Con el tiempo también han aprendido que humanos y bestias no son tan diferentes. «Si a nosotros no nos gusta que nos toquen, ¿por qué lo primero que hacemos al ver un animal es ir a tocarlo?». Pero esto, como muchas otras enseñanzas, no viene en los libros.


 Y ahí reaparece 'Artax'. «Él me lo enseñó todo», reconoce Bea mientras mira de reojo a los caballos, sus movimientos, la colocación de sus orejas para prever lo que va a pasar, lo que quieren...

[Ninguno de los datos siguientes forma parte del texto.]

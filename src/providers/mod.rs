pub mod mindicador;

pub use mindicador::MindicadorProvider;
//! Financial indicator abstractions and core types

use anyhow::Result;
use async_trait::async_trait;
use chrono::{DateTime, NaiveDate, Utc};
use serde::{Deserialize, Serialize};
use std::collections::HashMap;

/// Indicator codes offered for conversion, in the order they are listed.
pub const SUPPORTED_CODES: [&str; 3] = ["dolar", "euro", "bitcoin"];

pub fn is_supported(code: &str) -> bool {
    SUPPORTED_CODES.contains(&code)
}

/// A selectable currency, with the catalog's latest quote when it has one.
#[derive(Debug, Clone, PartialEq)]
pub struct CatalogEntry {
    pub code: String,
    pub display_name: String,
    pub latest_value: Option<f64>,
    pub unit: Option<String>,
    pub updated: Option<NaiveDate>,
}

impl CatalogEntry {
    pub fn from_summary(code: &str, summary: &IndicatorSummary) -> Self {
        Self {
            code: code.to_string(),
            display_name: summary.name.clone(),
            latest_value: summary.value,
            unit: summary.unit.clone(),
            updated: summary.date.map(|d| d.date_naive()),
        }
    }
}

/// Metadata for one indicator as listed by the catalog endpoint.
#[derive(Debug, Clone, PartialEq, Serialize, Deserialize)]
pub struct IndicatorSummary {
    #[serde(rename = "nombre")]
    pub name: String,
    #[serde(rename = "unidad_medida", default)]
    pub unit: Option<String>,
    #[serde(rename = "fecha", default)]
    pub date: Option<DateTime<Utc>>,
    #[serde(rename = "valor", default)]
    pub value: Option<f64>,
}

#[derive(Debug, Clone, Copy, PartialEq, Serialize, Deserialize)]
pub struct SeriesPoint {
    #[serde(rename = "fecha")]
    pub date: DateTime<Utc>,
    #[serde(rename = "valor")]
    pub value: f64,
}

impl SeriesPoint {
    pub fn day(&self) -> NaiveDate {
        self.date.date_naive()
    }
}

/// Detail payload for a single indicator. `series` is newest first.
#[derive(Debug, Clone, PartialEq, Serialize, Deserialize)]
pub struct IndicatorDetail {
    #[serde(rename = "codigo")]
    pub code: String,
    #[serde(rename = "nombre", default)]
    pub name: Option<String>,
    #[serde(rename = "unidad_medida", default)]
    pub unit: Option<String>,
    #[serde(rename = "serie")]
    pub series: Vec<SeriesPoint>,
}

#[async_trait]
pub trait IndicatorProvider: Send + Sync {
    /// Every indicator the upstream lists, keyed by code.
    async fn fetch_catalog(&self) -> Result<HashMap<String, IndicatorSummary>>;

    async fn fetch_detail(&self, code: &str) -> Result<IndicatorDetail>;
}

#[cfg(test)]
mod tests {
    use super::*;
    use chrono::Datelike;

    #[test]
    fn test_detail_deserialization() {
        let json = r#"{
            "version": "1.7.0",
            "autor": "mindicador.cl",
            "codigo": "dolar",
            "nombre": "Dólar observado",
            "unidad_medida": "Pesos",
            "serie": [
                {"fecha": "2024-05-10T04:00:00.000Z", "valor": 925.3},
                {"fecha": "2024-05-09T04:00:00.000Z", "valor": 930.1}
            ]
        }"#;

        let detail: IndicatorDetail = serde_json::from_str(json).unwrap();
        assert_eq!(detail.code, "dolar");
        assert_eq!(detail.name.as_deref(), Some("Dólar observado"));
        assert_eq!(detail.series.len(), 2);
        assert_eq!(detail.series[0].value, 925.3);
        assert_eq!(detail.series[0].day().day(), 10);
        assert_eq!(detail.series[1].day().month(), 5);
    }

    #[test]
    fn test_summary_requires_only_name() {
        let summary: IndicatorSummary = serde_json::from_str(r#"{"nombre": "Euro"}"#).unwrap();
        assert_eq!(summary.name, "Euro");
        assert!(summary.value.is_none());

        let missing_name = serde_json::from_str::<IndicatorSummary>(r#"{"codigo": "euro"}"#);
        assert!(missing_name.is_err());
    }

    #[test]
    fn test_catalog_entry_from_summary() {
        let summary: IndicatorSummary = serde_json::from_str(
            r#"{"codigo": "bitcoin", "nombre": "Bitcoin", "unidad_medida": "Dólar",
                "fecha": "2024-05-19T04:00:00.000Z", "valor": 66940.0}"#,
        )
        .unwrap();

        let entry = CatalogEntry::from_summary("bitcoin", &summary);
        assert_eq!(entry.code, "bitcoin");
        assert_eq!(entry.display_name, "Bitcoin");
        assert_eq!(entry.latest_value, Some(66940.0));
        assert_eq!(entry.unit.as_deref(), Some("Dólar"));
        assert_eq!(entry.updated, NaiveDate::from_ymd_opt(2024, 5, 19));

        let bare = IndicatorSummary {
            name: "Euro".to_string(),
            unit: None,
            date: None,
            value: None,
        };
        let entry = CatalogEntry::from_summary("euro", &bare);
        assert!(entry.latest_value.is_none());
        assert!(entry.updated.is_none());
    }

    #[test]
    fn test_supported_codes() {
        assert!(is_supported("dolar"));
        assert!(is_supported("bitcoin"));
        assert!(!is_supported("uf"));
        assert!(!is_supported(""));
        assert!(!is_supported("DOLAR"));
    }
}
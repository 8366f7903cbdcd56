//! Core business logic abstractions

pub mod config;
pub mod conversion;
pub mod indicator;
pub mod log;
pub mod widget;

// Re-export main types for cleaner imports
pub use conversion::{Conversion, ConversionRequest};
pub use indicator::{
    CatalogEntry, IndicatorDetail, IndicatorProvider, IndicatorSummary, SUPPORTED_CODES,
    SeriesPoint,
};
pub use widget::{ConverterWidget, StatusKind, UiSurface, WidgetError, load_catalog};
//! Tracing subscriber setup for the binary.
use tracing::level_filters::LevelFilter;
use tracing_subscriber::{
    EnvFilter, filter::Targets, fmt, prelude::__tracing_subscriber_SubscriberExt,
    util::SubscriberInitExt,
};

/// Directives used when `RUST_LOG` is unset and `--verbose` is given. HTTP
/// internals stay quiet so request logs from the provider remain readable.
const VERBOSE_DIRECTIVES: &str = "pesoconv=debug,reqwest=warn,hyper_util=warn";

pub fn init_logging(verbose: bool) {
    let (crate_level, default_directives) = if verbose {
        (LevelFilter::DEBUG, VERBOSE_DIRECTIVES)
    } else {
        (LevelFilter::OFF, "off")
    };
    let crate_filter = Targets::new()
        .with_target("pesoconv", crate_level)
        .with_default(LevelFilter::WARN);
    let env_filter = EnvFilter::try_from_default_env()
        .unwrap_or_else(|_| EnvFilter::new(default_directives));

    // Logs go to stderr so the status line on stdout stays pipeable.
    tracing_subscriber::registry()
        .with(
            fmt::layer()
                .pretty()
                .without_time()
                .with_writer(std::io::stderr),
        )
        .with(crate_filter)
        .with(env_filter)
        .init();
}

«Él me lo enseñó todo. Primero me subí encima de él, hasta que comprendí que no tenía sentido, no había un porqué. Como el día que intenté ponerle el hierro en la boca y se tiró hacia atrás. Me estaba diciendo que no quería».
 

Organizan visitas


Los inicios fueron costosos, pero, catorce años después, ya tienen cierta experiencia. «Al principio te das cuenta de lo ignorante que eres, así que solo te queda observar y preguntar, si es que hay alguien a quien preguntar. Nuestra generación tiene una llave en la mano: la gente que sabe (los secretos del monte) ya es muy mayor y si no aprendemos nosotros, se perderá».

Por eso aprenden y transmiten. Primero a sus hijos: Aitana, de 12 años, y Óscar, de 9. «La mayor ya sabe leer el bosque y es capaz de encontrar agua. Espero que nunca le haga falta, pero aprende unos valores», presume su madre. Pero también enseñan a quien tenga un mínimo de interés o curiosidad.


Por eso organizan visitas con particulares, con ancianos, con gente con alguna deficiencia...

 El sol atempera el atardecer, pero en cuanto se retira, parece que falten cremalleras. Los caballos se van yendo hacia un cercado al que acuden por costumbre, porque allí tienen forraje al final del día.


Pero las puertas están abiertas y ellos eligen. Pablo y Bea miran satisfechos su obra. Los caballos, la burrita, la oveja, las cabras, las ocas, las gallinas, un pavo real... «En la última etapa de su vida, queremos que tengan un buen final». La luz del ocaso es preciosa, como el entorno.


 Tienen la vida que quieren y por eso celebran su apuesta, como recuerda Pablo, de 45 años.


 «La duda era comprar un coche o una montaña. Y nosotros elegimos una montaña».